Secure code review is reading source code specifically to find security defects: injection, broken auth, unsafe deserialization, secrets, and logic flaws that let an attacker do something they shouldn't. Unlike a dynamic test that pokes a running app from outside, code review gives you the logic directly, so you can trace exactly how untrusted input flows to a dangerous operation.

This guide covers how to run a review that actually finds bugs: where automated SAST helps and where it lies, the source-to-sink model that organizes the whole exercise, the language-specific sinks worth grepping for, and how to triage results so your team trusts the output instead of muting it.

What is secure code review?

Secure code review is the practice of examining application source code to find and fix security vulnerabilities before they reach production. It sits in the build/test phase of the SDLC and complements dynamic testing rather than replacing it.

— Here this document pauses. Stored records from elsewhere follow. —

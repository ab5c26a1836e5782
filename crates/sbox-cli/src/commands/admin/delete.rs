use anyhow::bail;
use sbox_core::responses::DeleteResponse;
use sbox_store::DeleteConfirmation;

use crate::cli::GlobalFlags;
use crate::commands::shared::parse::parse_id;
use crate::context::AppContext;
use crate::output::output;

pub fn run(id: &str, yes: bool, ctx: &mut AppContext, flags: &GlobalFlags) -> anyhow::Result<()> {
    let id = parse_id(id)?;
    let confirmation = DeleteConfirmation::open(&mut ctx.repo, id)?;
    if !yes {
        bail!(
            "refusing to delete suggestion {id} ({:?}) without --yes",
            confirmation.suggestion().text
        );
    }

    let deleted = confirmation.confirm(&mut ctx.repo)?;
    let remaining = u32::try_from(ctx.repo.load()?.len())?;
    output(&DeleteResponse { deleted, remaining }, flags.format)
}
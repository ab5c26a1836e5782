//! Public feed and submission form settings.

use serde::{Deserialize, Serialize};

/// Number of suggestions shown on the public feed.
const fn default_public_limit() -> u32 {
    6
}

/// Character cap of the submission form.
const fn default_max_chars() -> usize {
    500
}

#[derive(Debug, Clone, Deserialize, Serialize)]
pub struct FeedConfig {
    #[serde(default = "default_public_limit")]
    pub public_limit: u32,

    #[serde(default = "default_max_chars")]
    pub max_chars: usize,
}

impl Default for FeedConfig {
    fn default() -> Self {
        Self {
            public_limit: default_public_limit(),
            max_chars: default_max_chars(),
        }
    }
}
use std::collections::BTreeMap;

use super::StorageAdapter;
use crate::error::StoreError;

/// In-process store. Keys enumerate in ascending order.
#[derive(Debug, Clone, Default)]
pub struct MemoryStorage {
    entries: BTreeMap<String, String>,
}

impl MemoryStorage {
    #[must_use]
    pub fn new() -> Self {
        Self::default()
    }

    /// Build a store pre-populated with raw entries.
    #[must_use]
    pub fn with_entries<K, V>(entries: impl IntoIterator<Item = (K, V)>) -> Self
    where
        K: Into<String>,
        V: Into<String>,
    {
        Self {
            entries: entries
                .into_iter()
                .map(|(k, v)| (k.into(), v.into()))
                .collect(),
        }
    }

    #[must_use]
    pub fn len(&self) -> usize {
        self.entries.len()
    }

    #[must_use]
    pub fn is_empty(&self) -> bool {
        self.entries.is_empty()
    }
}

impl StorageAdapter for MemoryStorage {
    fn get_raw(&self, key: &str) -> Result<Option<String>, StoreError> {
        Ok(self.entries.get(key).cloned())
    }

    fn set_raw(&mut self, key: &str, value: &str) -> Result<(), StoreError> {
        self.entries.insert(key.to_string(), value.to_string());
        Ok(())
    }

    fn remove(&mut self, key: &str) -> Result<(), StoreError> {
        self.entries.remove(key);
        Ok(())
    }

    fn keys(&self) -> Result<Vec<String>, StoreError> {
        Ok(self.entries.keys().cloned().collect())
    }
}

#[cfg(test)]
mod tests {
    use super::*;
    use pretty_assertions::assert_eq;

    #[test]
    fn raw_roundtrip_and_remove() {
        let mut store = MemoryStorage::new();
        assert_eq!(store.get_raw("k").unwrap(), None);

        store.set_raw("k", "v").unwrap();
        assert_eq!(store.get_raw("k").unwrap().as_deref(), Some("v"));

        store.remove("k").unwrap();
        store.remove("k").unwrap();
        assert!(store.is_empty());
    }

    #[test]
    fn keys_enumerate_in_ascending_order() {
        let store = MemoryStorage::with_entries([("b", "1"), ("a", "2"), ("c", "3")]);
        assert_eq!(store.keys().unwrap(), vec!["a", "b", "c"]);
        assert_eq!(store.len(), 3);
    }

    #[test]
    fn set_json_stores_compact_json() {
        let mut store = MemoryStorage::new();
        store.set_json("nums", &[1, 2, 3]).unwrap();
        assert_eq!(store.get_raw("nums").unwrap().as_deref(), Some("[1,2,3]"));
    }
}
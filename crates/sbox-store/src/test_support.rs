//! Shared fixtures for sbox-store unit tests.
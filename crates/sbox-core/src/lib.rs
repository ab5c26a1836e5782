//! # sbox-core
//!
//! Core types, ID normalization, and error types for the suggestion box.
//!
//! This crate provides the foundational types shared across all sbox crates:
//! - The `Suggestion` entity and its creation input
//! - The status vocabulary with its (permissive) state machine
//! - Suggestion ID normalization and lenient field readers for stored data
//! - Cross-cutting error types
//! - CLI response types

pub mod entities;
pub mod enums;
pub mod errors;
pub mod ids;
pub mod lenient;
pub mod responses;
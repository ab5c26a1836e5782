use sbox_store::views::stats;

use crate::cli::GlobalFlags;
use crate::context::AppContext;
use crate::output::output;

/// Handle `sbox stats`.
pub fn handle(ctx: &mut AppContext, flags: &GlobalFlags) -> anyhow::Result<()> {
    let list = ctx.repo.load()?;
    output(&stats(&list), flags.format)
}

The advantage is coverage of code paths a black-box tester would never reach: an injection sink behind a feature flag, an authorization check that's missing on one of forty endpoints, a deserializer that only fires for admin uploads. Because you read the logic directly, you catch the bug without having to guess the input that triggers it. The OWASP Code Review Guide formalizes this into a repeatable process built around risk, not line-by-line reading of every file. For where it fits among other assessment types, see our overview of the OWASP Top 10 application vulnerabilities.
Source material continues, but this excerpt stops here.